🤖 AI Summary
This work addresses the challenge of incomplete traffic matrices in data center networks, which are often difficult to fully observe and for which existing completion methods lack interpretability and uncertainty quantification. The authors propose a process-oriented completion paradigm that formulates the problem as parameter inference: under a local stationarity assumption, traffic is decomposed in the log domain into a low-rank component and a sparse deviation term. Missing entries are recovered by jointly inferring shared parameters across multiple partially observed snapshots. To circumvent the intractability of marginal likelihood integration and boundary degeneracy, a regularized surrogate objective is designed and optimized via block coordinate descent. Experiments on real-world data center datasets demonstrate that the proposed method significantly outperforms baseline approaches, particularly under conditions of extreme sparsity and bursty traffic.
📝 Abstract
Traffic matrix measurement is fundamental for datacenter operations, but obtaining complete traffic matrices at scale remains challenging due to the prohibitive cost of global fine-grained measurement and partial observations resulting from network faults.
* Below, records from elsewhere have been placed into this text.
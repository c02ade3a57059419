//! The [`Signal`] value type.
//!
//! One trace over a timeline, with an optional per-sample noise estimate
//! (standard deviation or standard error, depending on how it was built)
//! and presentation metadata.  Signals are never modified after
//! construction; derived signals are new values.
use ndarray::{Array1, ArrayView1};

use crate::error::{ErpError, Result};
use crate::timeline;

#[derive(Debug, Clone, PartialEq)]
pub struct Signal {
    values: Array1<f64>,
    timeline: Array1<f64>,
    noise: Option<Array1<f64>>,
    group: Option<String>,
    label: Option<String>,
}

impl Signal {
    /// Signal without a noise estimate.
    pub fn new(values: Array1<f64>, timeline: Array1<f64>) -> Result<Self> {
        Self::build(values, timeline, None)
    }

    /// Signal with a per-sample noise trace of the same length.
    pub fn with_noise(
        values: Array1<f64>,
        timeline: Array1<f64>,
        noise: Array1<f64>,
    ) -> Result<Self> {
        Self::build(values, timeline, Some(noise))
    }

    fn build(
        values: Array1<f64>,
        timeline: Array1<f64>,
        noise: Option<Array1<f64>>,
    ) -> Result<Self> {
        if values.len() != timeline.len() {
            return Err(ErpError::Shape(format!(
                "signal has {} values for {} timeline points",
                values.len(), timeline.len()
            )));
        }
        if let Some(n) = &noise {
            if n.len() != values.len() {
                return Err(ErpError::Shape(format!(
                    "noise has {} points for {} values", n.len(), values.len()
                )));
            }
        }
        timeline::validate(&timeline.view())?;
        Ok(Self { values, timeline, noise, group: None, label: None })
    }

    pub fn with_group(self, group: impl Into<String>) -> Self {
        Self { group: Some(group.into()), ..self }
    }

    pub fn with_label(self, label: impl Into<String>) -> Self {
        Self { label: Some(label.into()), ..self }
    }

    pub fn values(&self) -> ArrayView1<'_, f64> {
        self.values.view()
    }

    pub fn timeline(&self) -> ArrayView1<'_, f64> {
        self.timeline.view()
    }

    pub fn noise(&self) -> Option<ArrayView1<'_, f64>> {
        self.noise.as_ref().map(|n| n.view())
    }

    /// Noise trace, or all-NaN when the signal carries none.
    pub fn noise_or_nan(&self) -> Array1<f64> {
        match &self.noise {
            Some(n) => n.clone(),
            None => Array1::from_elem(self.values.len(), f64::NAN),
        }
    }

    pub fn group(&self) -> Option<&str> {
        self.group.as_deref()
    }

    pub fn label(&self) -> Option<&str> {
        self.label.as_deref()
    }

    pub fn len(&self) -> usize {
        self.values.len()
    }

    pub fn is_empty(&self) -> bool {
        self.values.is_empty()
    }

    /// True when no sample carries data (every value is NaN).
    pub fn is_null(&self) -> bool {
        self.values.iter().all(|v| v.is_nan())
    }

    /// Split into `(values, timeline, noise)`.
    pub fn into_parts(self) -> (Array1<f64>, Array1<f64>, Option<Array1<f64>>) {
        (self.values, self.timeline, self.noise)
    }
}
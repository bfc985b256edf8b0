//! English stopword set used when ranking frequent words.

use std::collections::HashSet;

use once_cell::sync::Lazy;

const ENGLISH_STOP_WORDS: &[&str] = &[
    "i", "me", "my", "myself", "we", "our", "ours", "ourselves", "you", "you're", "you've",
    "you'll", "you'd", "your", "yours", "yourself", "yourselves", "he", "him", "his", "himself",
    "she", "she's", "her", "hers", "herself", "it", "it's", "its", "itself", "they", "them",
    "their", "theirs", "themselves", "what", "which", "who", "whom", "this", "that", "that'll",
    "these", "those", "am", "is", "are", "was", "were", "be", "been", "being", "have", "has",
    "had", "having", "do", "does", "did", "doing", "a", "an", "the", "and", "but", "if", "or",
    "because", "as", "until", "while", "of", "at", "by", "for", "with", "about", "against",
    "between", "into", "through", "during", "before", "after", "above", "below", "to", "from",
    "up", "down", "in", "out", "on", "off", "over", "under", "again", "further", "then", "once",
    "here", "there", "when", "where", "why", "how", "all", "any", "both", "each", "few", "more",
    "most", "other", "some", "such", "no", "nor", "not", "only", "own", "same", "so", "than",
    "too", "very", "s", "t", "can", "will", "just", "don", "don't", "should", "should've", "now",
    "d", "ll", "m", "o", "re", "ve", "y", "ain", "aren", "aren't", "couldn", "couldn't", "didn",
    "didn't", "doesn", "doesn't", "hadn", "hadn't", "hasn", "hasn't", "haven", "haven't", "isn",
    "isn't", "ma", "mightn", "mightn't", "mustn", "mustn't", "needn", "needn't", "shan",
    "shan't", "shouldn", "shouldn't", "wasn", "wasn't", "weren", "weren't", "won", "won't",
    "wouldn", "wouldn't",
];

static ENGLISH_STOP_WORDS_SET: Lazy<HashSet<&'static str>> =
    Lazy::new(|| ENGLISH_STOP_WORDS.iter().copied().collect());

/// Lower-case English stopwords.
pub fn english() -> &'static HashSet<&'static str> {
    &ENGLISH_STOP_WORDS_SET
}
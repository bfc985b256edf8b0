//! Technical-term allowlist.

use std::collections::BTreeSet;
use std::fs;
use std::path::Path;

use crate::error::{AnalyzerError, Result};

const DEFAULT_TERMS: &[&str] = &[
    "NLP",
    "AI",
    "pangram",
    "chatbots",
    "analytics",
    "algorithm",
    "algorithms",
];

/// Domain terms the spelling pass never touches.
///
/// Membership is exact: `NLP` is protected, `nlp` is not.
#[derive(Debug, Clone, PartialEq, Eq)]
pub struct TechnicalTerms {
    terms: BTreeSet<String>,
}

impl Default for TechnicalTerms {
    fn default() -> Self {
        DEFAULT_TERMS.iter().copied().collect()
    }
}

impl TechnicalTerms {
    pub fn empty() -> Self {
        Self {
            terms: BTreeSet::new(),
        }
    }

    pub fn contains(&self, token: &str) -> bool {
        self.terms.contains(token)
    }

    /// Adds one term per line from a file, skipping blanks and `#` comments.
    pub fn extend_from_file<P: AsRef<Path>>(&mut self, path: P) -> Result<usize> {
        let path = path.as_ref();
        let content = fs::read_to_string(path).map_err(|e| AnalyzerError::io(path, e))?;
        let before = self.terms.len();
        self.terms.extend(
            content
                .lines()
                .map(str::trim)
                .filter(|l| !l.is_empty() && !l.starts_with('#'))
                .map(str::to_string),
        );
        Ok(self.terms.len() - before)
    }

    pub fn iter(&self) -> impl Iterator<Item = &str> {
        self.terms.iter().map(String::as_str)
    }

    pub fn len(&self) -> usize {
        self.terms.len()
    }

    pub fn is_empty(&self) -> bool {
        self.terms.is_empty()
    }
}

impl<S: Into<String>> FromIterator<S> for TechnicalTerms {
    fn from_iter<I: IntoIterator<Item = S>>(iter: I) -> Self {
        Self {
            terms: iter.into_iter().map(Into::into).collect(),
        }
    }
}

#[cfg(test)]
mod tests {
    use super::*;
    use std::io::Write;

    #[test]
    fn test_defaults() {
        let terms = TechnicalTerms::default();
        assert!(terms.contains("NLP"));
        assert!(terms.contains("algorithm"));
        assert!(!terms.contains("nlp"));
        assert_eq!(terms.len(), 7);
    }

    #[test]
    fn test_extend_from_file() {
        let mut file = tempfile::NamedTempFile::new().unwrap();
        writeln!(file, "# extra terms").unwrap();
        writeln!(file, "LLM").unwrap();
        writeln!(file, "  tokenizer  ").unwrap();
        writeln!(file, "NLP").unwrap();

        let mut terms = TechnicalTerms::default();
        let added = terms.extend_from_file(file.path()).unwrap();
        assert_eq!(added, 2);
        assert!(terms.contains("LLM"));
        assert!(terms.contains("tokenizer"));
    }
}
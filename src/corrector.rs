//! Main engine: spelling pass and readability analysis over one dictionary.

use std::fs::{self, OpenOptions};
use std::io::Write;
use std::path::PathBuf;

use crate::config::Config;
use crate::dictionary::{DictionaryLoader, Trie};
use crate::document::{self, DocumentReport};
use crate::error::{AnalyzerError, Result};
use crate::readability::{analyze_text, TextAnalysis};
use crate::spelling::{
    fix_spelling, Dictionary, PassThroughDictionary, SpellingResult, TechnicalTerms,
    TrieDictionary,
};
use crate::text::{stopwords, Tokenizer, UnicodeTokenizer};

pub struct Corrector {
    dictionary: Box<dyn Dictionary>,
    tokenizer: Box<dyn Tokenizer>,
    technical_terms: TechnicalTerms,
    top_words: usize,
    custom_dict_path: PathBuf,
}

impl Corrector {
    /// Builds a corrector from the word lists under `config.data_dir`.
    ///
    /// A missing or unreadable main word list does not fail: the spelling
    /// pass then leaves every token unchanged. An explicit `custom_dict`
    /// that cannot be read is an error.
    pub fn new(config: &Config) -> Result<Self> {
        let dictionary: Box<dyn Dictionary> = match Self::load_word_list(config)? {
            Some(trie) => {
                tracing::info!(words = trie.len(), "dictionary loaded");
                Box::new(TrieDictionary::new(trie).with_max_distance(config.max_distance))
            }
            None => Box::new(PassThroughDictionary),
        };
        Ok(Self::with_dictionary(config, dictionary))
    }

    /// Builds a corrector around a caller-supplied dictionary.
    ///
    /// The technical terms of `config` are added to the dictionary.
    pub fn with_dictionary(config: &Config, mut dictionary: Box<dyn Dictionary>) -> Self {
        let terms: Vec<&str> = config.technical_terms.iter().collect();
        dictionary.add_terms(&terms);

        Self {
            dictionary,
            tokenizer: Box::new(UnicodeTokenizer::new()),
            technical_terms: config.technical_terms.clone(),
            top_words: config.top_words,
            custom_dict_path: config.custom_words_path(),
        }
    }

    pub fn with_tokenizer(mut self, tokenizer: Box<dyn Tokenizer>) -> Self {
        self.tokenizer = tokenizer;
        self
    }

    fn load_word_list(config: &Config) -> Result<Option<Trie>> {
        let words_path = config.words_path();
        let mut trie = match DictionaryLoader::load_from_file(&words_path) {
            Ok(trie) => trie,
            Err(e) => {
                tracing::warn!(
                    path = %words_path.display(),
                    error = %e,
                    "word list unavailable, spelling pass disabled"
                );
                return Ok(None);
            }
        };

        let custom_path = config.custom_words_path();
        if custom_path.exists() {
            if let Err(e) = DictionaryLoader::append_from_file(&mut trie, &custom_path) {
                tracing::warn!(error = %e, "could not load custom dictionary");
            }
        }

        if let Some(ref extra) = config.custom_dict {
            DictionaryLoader::append_from_file(&mut trie, extra)?;
        }

        Ok(Some(trie))
    }

    pub fn fix_spelling(&self, paragraph: &str) -> SpellingResult {
        fix_spelling(
            paragraph,
            self.tokenizer.as_ref(),
            self.dictionary.as_ref(),
            &self.technical_terms,
        )
    }

    pub fn analyze(&self, text: &str) -> Result<TextAnalysis> {
        analyze_text(
            text,
            self.tokenizer.as_ref(),
            stopwords::english(),
            self.top_words,
        )
    }

    /// Corrects and analyzes every paragraph of `text`, in order.
    pub fn process_document(&self, text: &str) -> DocumentReport {
        document::process_document(self, text)
    }

    pub fn is_word_known(&self, word: &str) -> bool {
        self.dictionary.is_known(&word.to_lowercase())
    }

    /// Appends a word to the user's custom word list and makes it known now.
    pub fn add_custom_word(&mut self, word: &str) -> Result<()> {
        let word = word.trim();
        if word.is_empty() || word.contains('|') {
            return Err(AnalyzerError::Dictionary(format!(
                "not a valid word: {:?}",
                word
            )));
        }

        if let Some(parent) = self.custom_dict_path.parent() {
            fs::create_dir_all(parent).map_err(|e| AnalyzerError::io(parent, e))?;
        }

        let mut file = OpenOptions::new()
            .create(true)
            .append(true)
            .open(&self.custom_dict_path)
            .map_err(|e| AnalyzerError::io(&self.custom_dict_path, e))?;
        writeln!(file, "{}", word).map_err(|e| AnalyzerError::io(&self.custom_dict_path, e))?;

        self.dictionary.add_terms(&[word]);
        tracing::info!(word, path = %self.custom_dict_path.display(), "custom word added");
        Ok(())
    }
}
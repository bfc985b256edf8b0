//! Readability engine
//!
//! Syllable heuristic, complex-word count, Gunning Fog index and the
//! per-paragraph statistics built on top of them.

pub mod fog;
pub mod stats;
pub mod syllables;

pub use fog::{calculate_gunning_fog, FogReport};
pub use stats::{analyze_text, TextAnalysis};
pub use syllables::{count_complex_words, count_syllables};
//! Document orchestration
//!
//! Reads a file, runs every paragraph through the spelling pass and then
//! the readability analysis, and writes the corrected paragraphs back out.
//! The analysis functions themselves never touch the file system.

use std::fs;
use std::path::Path;

use crate::corrector::Corrector;
use crate::error::{AnalyzerError, Result};
use crate::readability::TextAnalysis;
use crate::spelling::{Correction, SpellingResult};
use crate::text::{join_paragraphs, split_paragraphs};

/// Outcome for one paragraph.
#[derive(Debug)]
pub struct ParagraphReport {
    /// 1-based position in the document.
    pub number: usize,
    pub original: String,
    pub spelling: SpellingResult,
    /// Analysis of the corrected text; an error here only skips this paragraph.
    pub analysis: Result<TextAnalysis>,
}

#[derive(Debug, Default)]
pub struct DocumentReport {
    pub paragraphs: Vec<ParagraphReport>,
}

impl DocumentReport {
    /// Every correction in the document, in order of occurrence.
    pub fn corrections(&self) -> impl Iterator<Item = &Correction> {
        self.paragraphs
            .iter()
            .flat_map(|p| p.spelling.corrections.iter())
    }

    /// Corrected paragraphs joined with a blank line, in input order.
    pub fn corrected_text(&self) -> String {
        let paragraphs: Vec<&str> = self
            .paragraphs
            .iter()
            .map(|p| p.spelling.text.as_str())
            .collect();
        join_paragraphs(&paragraphs)
    }

    pub fn failed(&self) -> usize {
        self.paragraphs.iter().filter(|p| p.analysis.is_err()).count()
    }
}

/// Reads the whole input, reporting a missing file as [`AnalyzerError::MissingInput`].
pub fn read_document<P: AsRef<Path>>(path: P) -> Result<String> {
    let path = path.as_ref();
    fs::read_to_string(path).map_err(|e| AnalyzerError::from_read(path, e))
}

/// Writes `text`, creating parent directories as needed.
pub fn write_document<P: AsRef<Path>>(path: P, text: &str) -> Result<()> {
    let path = path.as_ref();
    if let Some(parent) = path.parent().filter(|p| !p.as_os_str().is_empty()) {
        fs::create_dir_all(parent).map_err(|e| AnalyzerError::io(parent, e))?;
    }
    fs::write(path, text).map_err(|e| AnalyzerError::io(path, e))?;
    tracing::info!(path = %path.display(), bytes = text.len(), "document written");
    Ok(())
}

pub fn process_paragraph(
    corrector: &Corrector,
    number: usize,
    paragraph: &str,
) -> ParagraphReport {
    let spelling = corrector.fix_spelling(paragraph);
    let analysis = corrector.analyze(&spelling.text);
    if let Err(ref e) = analysis {
        tracing::warn!(paragraph = number, error = %e, "paragraph skipped");
    }
    ParagraphReport {
        number,
        original: paragraph.to_string(),
        spelling,
        analysis,
    }
}

pub fn process_document(corrector: &Corrector, text: &str) -> DocumentReport {
    let paragraphs = split_paragraphs(text);
    tracing::debug!(count = paragraphs.len(), "paragraphs found");

    DocumentReport {
        paragraphs: paragraphs
            .iter()
            .enumerate()
            .map(|(i, p)| process_paragraph(corrector, i + 1, p))
            .collect(),
    }
}

#[cfg(test)]
mod tests {
    use super::*;
    use crate::config::Config;
    use crate::spelling::PassThroughDictionary;

    fn corrector() -> Corrector {
        Corrector::with_dictionary(&Config::default(), Box::new(PassThroughDictionary))
    }

    #[test]
    fn test_paragraph_order_is_kept() {
        let report = process_document(&corrector(), "First one.\n\nSecond one.\n\nThird one.");
        let numbers: Vec<usize> = report.paragraphs.iter().map(|p| p.number).collect();
        assert_eq!(numbers, vec![1, 2, 3]);
        assert_eq!(report.corrected_text(), "First one.\n\nSecond one.\n\nThird one.");
    }

    #[test]
    fn test_failed_paragraph_does_not_stop_the_rest() {
        let report = process_document(&corrector(), "Good text here.\n\n...\n\nMore text.");
        assert_eq!(report.paragraphs.len(), 3);
        assert_eq!(report.failed(), 1);
        assert!(report.paragraphs[0].analysis.is_ok());
        assert!(matches!(
            report.paragraphs[1].analysis,
            Err(AnalyzerError::EmptyText)
        ));
        assert!(report.paragraphs[2].analysis.is_ok());
    }

    #[test]
    fn test_read_missing_document() {
        let dir = tempfile::tempdir().unwrap();
        let err = read_document(dir.path().join("raw-data.txt")).unwrap_err();
        assert!(matches!(err, AnalyzerError::MissingInput { .. }));
    }

    #[test]
    fn test_write_creates_parent_dirs() {
        let dir = tempfile::tempdir().unwrap();
        let out = dir.path().join("out").join("nested").join("fixed.txt");
        write_document(&out, "A.\n\nB.").unwrap();
        assert_eq!(read_document(&out).unwrap(), "A.\n\nB.");
    }
}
Although existing matrix completion methods (reduce cost) achieve satisfactory performance in specific scenarios, their reliance on restrictive assumptions or black-box mappings results in a lack of interpretability and an inability to characterize uncertainty. In this paper, we propose Utimac, an uncertainty-aware traffic matrix completion for data center networks. Our analysis shows that, within a locally stationary window, log-domain traffic can be decomposed into a principal statistical component and a sparse deviation component. Based on this insight, we formulate traffic matrix completion as a parameter inference problem: multiple partially observed frames within a window are used to infer shared parameters and recover missing entries. To avoid the intractability and boundary degeneracy of the original integral-form marginal likelihood, we construct a regularized surrogate objective and solve the resulting joint optimization problem with block coordinate descent. Utimac consistently outperforms all baselines on data center networks datasets in both overall and burst scenarios, with its advantage becoming more pronounced as observations grow sparser. All code is publicly available in an anonymous repository: https://anonymous.4open.science/r/Utimac-0551/